* _Collected data_
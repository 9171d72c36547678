//! Daemon configuration

use anyhow::Result;
use rebalancer_core::{
    AuditConfig, ExecutorConfig, FailurePolicy, RetryPolicy, SnapshotConfig,
};
use serde::Deserialize;
use std::time::Duration;

/// Daemon configuration, read from `REBALANCER_`-prefixed environment
/// variables.
#[derive(Debug, Clone, Deserialize)]
pub struct DaemonConfig {
    /// Cluster scope this daemon audits.
    #[serde(default = "default_scope")]
    pub scope: String,

    /// Strategy to run each cycle.
    #[serde(default = "default_strategy")]
    pub strategy: String,

    /// Execute synthesized plans instead of only reporting them.
    #[serde(default)]
    pub auto_apply: bool,

    /// Seconds between audit cycles.
    #[serde(default = "default_interval_secs")]
    pub interval_secs: u64,

    /// Path to the JSON cluster description served by the file adapter.
    #[serde(default = "default_cluster_file")]
    pub cluster_file: String,

    /// `abort` or `continue`.
    #[serde(default = "default_failure_policy")]
    pub failure_policy: String,

    /// Dispatch attempts per action.
    #[serde(default = "default_max_attempts")]
    pub max_attempts: u32,

    /// Timeout per action dispatch, in seconds.
    #[serde(default = "default_action_timeout_secs")]
    pub action_timeout_secs: u64,
}

fn default_scope() -> String {
    "default".to_string()
}

fn default_strategy() -> String {
    "consolidation".to_string()
}

fn default_interval_secs() -> u64 {
    300
}

fn default_cluster_file() -> String {
    "cluster.json".to_string()
}

fn default_failure_policy() -> String {
    "abort".to_string()
}

fn default_max_attempts() -> u32 {
    3
}

fn default_action_timeout_secs() -> u64 {
    60
}

impl DaemonConfig {
    /// Load configuration from the environment.
    pub fn load() -> Result<Self> {
        let config = config::Config::builder()
            .add_source(config::Environment::with_prefix("REBALANCER"))
            .build()?;

        Ok(config.try_deserialize().unwrap_or_else(|_| DaemonConfig {
            scope: default_scope(),
            strategy: default_strategy(),
            auto_apply: false,
            interval_secs: default_interval_secs(),
            cluster_file: default_cluster_file(),
            failure_policy: default_failure_policy(),
            max_attempts: default_max_attempts(),
            action_timeout_secs: default_action_timeout_secs(),
        }))
    }

    pub fn audit_config(&self) -> AuditConfig {
        let failure_policy = match self.failure_policy.as_str() {
            "continue" => FailurePolicy::Continue,
            _ => FailurePolicy::Abort,
        };
        AuditConfig {
            strategy: self.strategy.clone(),
            scope: self.scope.clone(),
            auto_apply: self.auto_apply,
            interval: Duration::from_secs(self.interval_secs),
            snapshot: SnapshotConfig::default(),
            executor: ExecutorConfig {
                retry: RetryPolicy {
                    max_attempts: self.max_attempts,
                    ..RetryPolicy::default()
                },
                failure_policy,
                action_timeout: Duration::from_secs(self.action_timeout_secs),
            },
        }
    }
}
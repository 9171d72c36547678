//! Name-to-strategy lookup table
//!
//! Lifecycle rule: registration happens once at process startup, before any
//! audit cycle runs; resolution is read-only and safe to perform from many
//! tasks concurrently. Registering during the operational phase is not
//! expected, but the lock makes it safe regardless.

use super::Strategy;
use crate::error::EngineError;
use std::collections::HashMap;
use std::sync::{Arc, RwLock};
use tracing::info;

/// Registry of available strategies.
#[derive(Default)]
pub struct StrategyRegistry {
    inner: RwLock<HashMap<String, Arc<dyn Strategy>>>,
}

impl StrategyRegistry {
    pub fn new() -> Self {
        Self::default()
    }

    /// Bind a strategy under its own name. Fails if the name is taken.
    pub fn register(&self, strategy: Arc<dyn Strategy>) -> Result<(), EngineError> {
        let name = strategy.name().to_string();
        let mut inner = self.inner.write().expect("registry lock poisoned");
        if inner.contains_key(&name) {
            return Err(EngineError::DuplicateName(name));
        }
        info!(strategy = %name, goal = strategy.goal(), "Strategy registered");
        inner.insert(name, strategy);
        Ok(())
    }

    pub fn resolve(&self, name: &str) -> Result<Arc<dyn Strategy>, EngineError> {
        let inner = self.inner.read().expect("registry lock poisoned");
        inner
            .get(name)
            .cloned()
            .ok_or_else(|| EngineError::NotFound(name.to_string()))
    }

    /// Registered names in sorted order.
    pub fn names(&self) -> Vec<String> {
        let inner = self.inner.read().expect("registry lock poisoned");
        let mut names: Vec<String> = inner.keys().cloned().collect();
        names.sort();
        names
    }
}
//! Action plans
//!
//! An ordered sequence of actions plus the dependency edges that ordering
//! must respect. Plans are immutable once handed to the executor; only the
//! per-action execution records change after that point.

mod synthesis;

pub use synthesis::synthesize;

use crate::action::Action;
use crate::error::EngineError;
use chrono::{DateTime, Utc};
use serde::{Deserialize, Serialize};
use uuid::Uuid;

/// Schema version stamped into serialized plans and reports.
pub const PLAN_SCHEMA_VERSION: u32 = 1;

/// A dependency-ordered action plan for one audit.
///
/// `actions` is already in a valid topological order; `edges` holds the
/// dependency graph as `(before, after)` positions into `actions`. Every
/// edge points forward, which [`ActionPlan::validate`] re-checks before
/// executor handoff.
#[derive(Debug, Clone, Serialize, Deserialize)]
pub struct ActionPlan {
    pub schema_version: u32,
    pub id: Uuid,
    pub audit_id: Uuid,
    pub scope: String,
    pub created_at: DateTime<Utc>,
    pub actions: Vec<Action>,
    pub edges: Vec<(usize, usize)>,
}

impl ActionPlan {
    pub fn len(&self) -> usize {
        self.actions.len()
    }

    pub fn is_empty(&self) -> bool {
        self.actions.is_empty()
    }

    /// Positions that must complete before `position` may start.
    pub fn predecessors_of(&self, position: usize) -> impl Iterator<Item = usize> + '_ {
        self.edges
            .iter()
            .filter(move |(_, after)| *after == position)
            .map(|(before, _)| *before)
    }

    /// Positions that depend on `position`, directly.
    pub fn dependents_of(&self, position: usize) -> impl Iterator<Item = usize> + '_ {
        self.edges
            .iter()
            .filter(move |(before, _)| *before == position)
            .map(|(_, after)| *after)
    }

    /// Structural validation before executor handoff: edges in bounds,
    /// all pointing forward (which also proves acyclicity of the stored
    /// order), no self-dependencies.
    pub fn validate(&self) -> Result<(), EngineError> {
        for (before, after) in &self.edges {
            if *before >= self.actions.len() || *after >= self.actions.len() {
                return Err(EngineError::InvalidPlan(format!(
                    "edge ({before}, {after}) out of bounds for {} actions",
                    self.actions.len()
                )));
            }
            if before == after {
                return Err(EngineError::InvalidPlan(format!(
                    "action at position {before} depends on itself"
                )));
            }
            if before > after {
                return Err(EngineError::InvalidPlan(format!(
                    "edge ({before}, {after}) violates the stored topological order"
                )));
            }
        }
        Ok(())
    }
}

* _EXERCISE AIM_
An exact copy of every entry is what is needed here.

* _RESULT_
repository 9171d72c36547678
//! Daemon configuration

use anyhow::Result;
use rebalancer_core::{
    AuditConfig, ExecutorConfig, FailurePolicy, RetryPolicy, SnapshotConfig,
};
use serde::Deserialize;
use std::time::Duration;

/// Daemon configuration, read from `REBALANCER_`-prefixed environment
/// variables.
#[derive(Debug, Clone, Deserialize)]
pub struct DaemonConfig {
    /// Cluster scope this daemon audits.
    #[serde(default = "default_scope")]
    pub scope: String,

    /// Strategy to run each cycle.
    #[serde(default = "default_strategy")]
    pub strategy: String,

    /// Execute synthesized plans instead of only reporting them.
    #[serde(default)]
    pub auto_apply: bool,

    /// Seconds between audit cycles.
    #[serde(default = "default_interval_secs")]
    pub interval_secs: u64,

    /// Path to the JSON cluster description served by the file adapter.
    #[serde(default = "default_cluster_file")]
    pub cluster_file: String,

    /// `abort` or `continue`.
    #[serde(default = "default_failure_policy")]
    pub failure_policy: String,

    /// Dispatch attempts per action.
    #[serde(default = "default_max_attempts")]
    pub max_attempts: u32,

    /// Timeout per action dispatch, in seconds.
    #[serde(default = "default_action_timeout_secs")]
    pub action_timeout_secs: u64,
}

fn default_scope() -> String {
    "default".to_string()
}

fn default_strategy() -> String {
    "consolidation".to_string()
}

fn default_interval_secs() -> u64 {
    300
}

fn default_cluster_file() -> String {
    "cluster.json".to_string()
}

fn default_failure_policy() -> String {
    "abort".to_string()
}

fn default_max_attempts() -> u32 {
    3
}

fn default_action_timeout_secs() -> u64 {
    60
}

impl DaemonConfig {
    /// Load configuration from the environment.
    pub fn load() -> Result<Self> {
        let config = config::Config::builder()
            .add_source(config::Environment::with_prefix("REBALANCER"))
            .build()?;

        Ok(config.try_deserialize().unwrap_or_else(|_| DaemonConfig {
            scope: default_scope(),
            strategy: default_strategy(),
            auto_apply: false,
            interval_secs: default_interval_secs(),
            cluster_file: default_cluster_file(),
            failure_policy: default_failure_policy(),
            max_attempts: default_max_attempts(),
            action_timeout_secs: default_action_timeout_secs(),
        }))
    }

    pub fn audit_config(&self) -> AuditConfig {
        let failure_policy = match self.failure_policy.as_str() {
            "continue" => FailurePolicy::Continue,
            _ => FailurePolicy::Abort,
        };
        AuditConfig {
            strategy: self.strategy.clone(),
            scope: self.scope.clone(),
            auto_apply: self.auto_apply,
            interval: Duration::from_secs(self.interval_secs),
            snapshot: SnapshotConfig::default(),
            executor: ExecutorConfig {
                retry: RetryPolicy {
                    max_attempts: self.max_attempts,
                    ..RetryPolicy::default()
                },
                failure_policy,
                action_timeout: Duration::from_secs(self.action_timeout_secs),
            },
        }
    }
}
repository 9171d72c36547678
//! Name-to-strategy lookup table
//!
//! Lifecycle rule: registration happens once at process startup, before any
//! audit cycle runs; resolution is read-only and safe to perform from many
//! tasks concurrently. Registering during the operational phase is not
//! expected, but the lock makes it safe regardless.

use super::Strategy;
use crate::error::EngineError;
use std::collections::HashMap;
use std::sync::{Arc, RwLock};
use tracing::info;

/// Registry of available strategies.
#[derive(Default)]
pub struct StrategyRegistry {
    inner: RwLock<HashMap<String, Arc<dyn Strategy>>>,
}

impl StrategyRegistry {
    pub fn new() -> Self {
        Self::default()
    }

    /// Bind a strategy under its own name. Fails if the name is taken.
    pub fn register(&self, strategy: Arc<dyn Strategy>) -> Result<(), EngineError> {
        let name = strategy.name().to_string();
        let mut inner = self.inner.write().expect("registry lock poisoned");
        if inner.contains_key(&name) {
            return Err(EngineError::DuplicateName(name));
        }
        info!(strategy = %name, goal = strategy.goal(), "Strategy registered");
        inner.insert(name, strategy);
        Ok(())
    }

    pub fn resolve(&self, name: &str) -> Result<Arc<dyn Strategy>, EngineError> {
        let inner = self.inner.read().expect("registry lock poisoned");
        inner
            .get(name)
            .cloned()
            .ok_or_else(|| EngineError::NotFound(name.to_string()))
    }

    /// Registered names in sorted order.
    pub fn names(&self) -> Vec<String> {
        let inner = self.inner.read().expect("registry lock poisoned");
        let mut names: Vec<String> = inner.keys().cloned().collect();
        names.sort();
        names
    }
}
//! Action plans
//!
//! An ordered sequence of actions plus the dependency edges that ordering
//! must respect. Plans are immutable once handed to the executor; only the
//! per-action execution records change after that point.

mod synthesis;

pub use synthesis::synthesize;

use crate::action::Action;
use crate::error::EngineError;
use chrono::{DateTime, Utc};
use serde::{Deserialize, Serialize};
use uuid::Uuid;

/// Schema version stamped into serialized plans and reports.
pub const PLAN_SCHEMA_VERSION: u32 = 1;

/// A dependency-ordered action plan for one audit.
///
/// `actions` is already in a valid topological order; `edges` holds the
/// dependency graph as `(before, after)` positions into `actions`. Every
/// edge points forward, which [`ActionPlan::validate`] re-checks before
/// executor handoff.
#[derive(Debug, Clone, Serialize, Deserialize)]
pub struct ActionPlan {
    pub schema_version: u32,
    pub id: Uuid,
    pub audit_id: Uuid,
    pub scope: String,
    pub created_at: DateTime<Utc>,
    pub actions: Vec<Action>,
    pub edges: Vec<(usize, usize)>,
}

impl ActionPlan {
    pub fn len(&self) -> usize {
        self.actions.len()
    }

    pub fn is_empty(&self) -> bool {
        self.actions.is_empty()
    }

    /// Positions that must complete before `position` may start.
    pub fn predecessors_of(&self, position: usize) -> impl Iterator<Item = usize> + '_ {
        self.edges
            .iter()
            .filter(move |(_, after)| *after == position)
            .map(|(before, _)| *before)
    }

    /// Positions that depend on `position`, directly.
    pub fn dependents_of(&self, position: usize) -> impl Iterator<Item = usize> + '_ {
        self.edges
            .iter()
            .filter(move |(before, _)| *before == position)
            .map(|(_, after)| *after)
    }

    /// Structural validation before executor handoff: edges in bounds,
    /// all pointing forward (which also proves acyclicity of the stored
    /// order), no self-dependencies.
    pub fn validate(&self) -> Result<(), EngineError> {
        for (before, after) in &self.edges {
            if *before >= self.actions.len() || *after >= self.actions.len() {
                return Err(EngineError::InvalidPlan(format!(
                    "edge ({before}, {after}) out of bounds for {} actions",
                    self.actions.len()
                )));
            }
            if before == after {
                return Err(EngineError::InvalidPlan(format!(
                    "action at position {before} depends on itself"
                )));
            }
            if before > after {
                return Err(EngineError::InvalidPlan(format!(
                    "edge ({before}, {after}) violates the stored topological order"
                )));
            }
        }
        Ok(())
    }
}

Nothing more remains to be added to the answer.